Em janeiro de 1951, Henrietta começou a se queixar de dores no abdome. Pediu a David que a levasse ao Hospital Johns Hopkins, distante 30 quilômetros. Era o único hospital da cidade que cuidava de negros. Henrietta entrou na antiga ala para “pessoas de cor” e foi atendida por um médico que retirou uma amostra daquela pequena bola negra intumescida que crescia em seu útero. A amostra foi levada ao casal George e Margaret Gey, pesquisadores da Universidade Johns Hopkins. Fazia anos que eles tentavam sem sucesso cultivar células humanas. Recebiam amostras de tecido de pacientes do hospital e tentavam replicá-las usando uma técnica para cultivar células de rato. Eles punham as células humanas em pratos de vidro com nutriente e as mantinham aquecidas. Apesar de cuidadas com atenção, as culturas sobreviviam no máximo uns poucos dias. Com o tecido canceroso de Henrietta foi diferente. Enquanto houvesse alimento as células se multiplicavam desenfreadas. O sucesso fez Gey enviar amostras a centenas de médicos para saber se o cultivo prosseguiria. Só uma morreu.


Enquanto Gey ganhava fama, Henrietta foi submetida a radioterapia e mandada para casa. As dores voltaram. Em setembro, ela foi internada com metástase. O câncer era tão agressivo que a cavidade abdominal estava tomada por tumores do tamanho de bolas de tênis. Doses maciças dos mais poderosos opiáceos não lhe poupavam da dor. Os tumores cresceram tanto que comprimiram e paralisaram os rins. Henrietta morreu em 4 de outubro de septicemia, o envenenamento do sangue. Na autópsia, os Geys retiraram várias amostras de tecido. Ao tentar cultivá-las, nenhuma prosperou.

George Gey jamais revelou o nome da “doadora”. Alegava proteger sua identidade. O nome de Henrietta foi revelado por Margaret após a morte do marido, em 1973. A comunidade médica tratou de procurar sua família para coletar sangue e saber por que as células HeLa eram tão especiais. Foi assim, 22 anos depois da morte da mãe, que os filhos de Henrietta souberam que suas células haviam sido retiradas sem autorização, continuavam vivas e moviam uma indústria de bilhões de dólares – dos quais nunca viram um tostão. Eles viviam na miséria. Não tinham como pagar um plano de saúde. Nenhum dos médicos que correram para coletar seu sangue se preocupou em ajudá-los.
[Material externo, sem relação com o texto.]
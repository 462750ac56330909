//! Narration file naming and duration estimates

use std::path::{Path, PathBuf};

/// Korean narration pace used for duration estimates
pub const CHARACTERS_PER_MINUTE: f32 = 350.0;

/// Estimated clip length is clamped to this range (seconds)
pub const MIN_ESTIMATED_SECONDS: f32 = 1.0;
pub const MAX_ESTIMATED_SECONDS: f32 = 30.0;

/// Reduce a scene name to characters safe for file names
///
/// Keeps alphanumerics (any script), spaces, `-` and `_`; trims trailing
/// whitespace and replaces the remaining spaces with `_`.
pub fn safe_scene_name(scene_name: &str) -> String {
    let kept: String = scene_name
        .chars()
        .filter(|c| c.is_alphanumeric() || matches!(c, ' ' | '-' | '_'))
        .collect();
    kept.trim_end().replace(' ', "_")
}

/// `narration_{NN}_{safe_name}[_attempt_{K}].{ext}`
///
/// The attempt suffix is only added from the second attempt on, so a
/// first-try success keeps the plain name.
pub fn narration_file_name(
    scene_number: usize,
    scene_name: &str,
    attempt_number: u32,
    extension: &str,
) -> String {
    let safe = safe_scene_name(scene_name);
    let suffix = if attempt_number > 1 {
        format!("_attempt_{}", attempt_number)
    } else {
        String::new()
    };
    format!("narration_{:02}_{}{}.{}", scene_number, safe, suffix, extension)
}

/// Full path of a narration file inside `output_dir`
pub fn narration_file_path(
    output_dir: &Path,
    scene_number: usize,
    scene_name: &str,
    attempt_number: u32,
    extension: &str,
) -> PathBuf {
    output_dir.join(narration_file_name(
        scene_number,
        scene_name,
        attempt_number,
        extension,
    ))
}

/// Estimated spoken duration of `text` in seconds
///
/// Characters / 350 per minute, clamped to [1, 30]; 0 for empty text.
pub fn estimate_duration_seconds(text: &str) -> f32 {
    let chars = text.chars().count();
    if chars == 0 {
        return 0.0;
    }
    let seconds = chars as f32 / CHARACTERS_PER_MINUTE * 60.0;
    seconds.clamp(MIN_ESTIMATED_SECONDS, MAX_ESTIMATED_SECONDS)
}

#[cfg(test)]
mod tests {
    use super::*;

    #[test]
    fn test_safe_scene_name() {
        assert_eq!(safe_scene_name("Opening: Winter Menu!"), "Opening_Winter_Menu");
        assert_eq!(safe_scene_name("겨울 메뉴 소개"), "겨울_메뉴_소개");
        assert_eq!(safe_scene_name("trailing   "), "trailing");
        assert_eq!(safe_scene_name("a-b_c"), "a-b_c");
    }

    #[test]
    fn test_first_attempt_has_no_suffix() {
        assert_eq!(
            narration_file_name(3, "Scene 3", 1, "mp3"),
            "narration_03_Scene_3.mp3"
        );
    }

    #[test]
    fn test_retry_attempt_suffix() {
        assert_eq!(
            narration_file_name(12, "Finale", 2, "mp3"),
            "narration_12_Finale_attempt_2.mp3"
        );
    }

    #[test]
    fn test_duration_estimate() {
        assert_eq!(estimate_duration_seconds(""), 0.0);
        // 5 chars → well under a second, clamped up
        assert_eq!(estimate_duration_seconds("안녕하세요"), 1.0);
        // 35 chars → 6 seconds
        let text = "가".repeat(35);
        assert!((estimate_duration_seconds(&text) - 6.0).abs() < 1e-4);
        // very long script is capped
        let long = "가".repeat(1000);
        assert_eq!(estimate_duration_seconds(&long), 30.0);
    }
}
Ninguém voltou a procurá-los. Ninguém lhes deu satisfação. 


Em 1999, uma jovem jornalista de Seattle apareceu em Lacks Town. Rebecca Skloot queria contar a história de Henrietta. Foi recebida com frieza e desconfiança. Rebecca persistiu. Ainda assim, levou dez anos até ganhar a confiança da família. Só assim conseguiu revelar a triste história da família Lacks e homenagear uma mulher importantíssima para a ciência médica, de cujo nome ninguém tinha ouvido falar.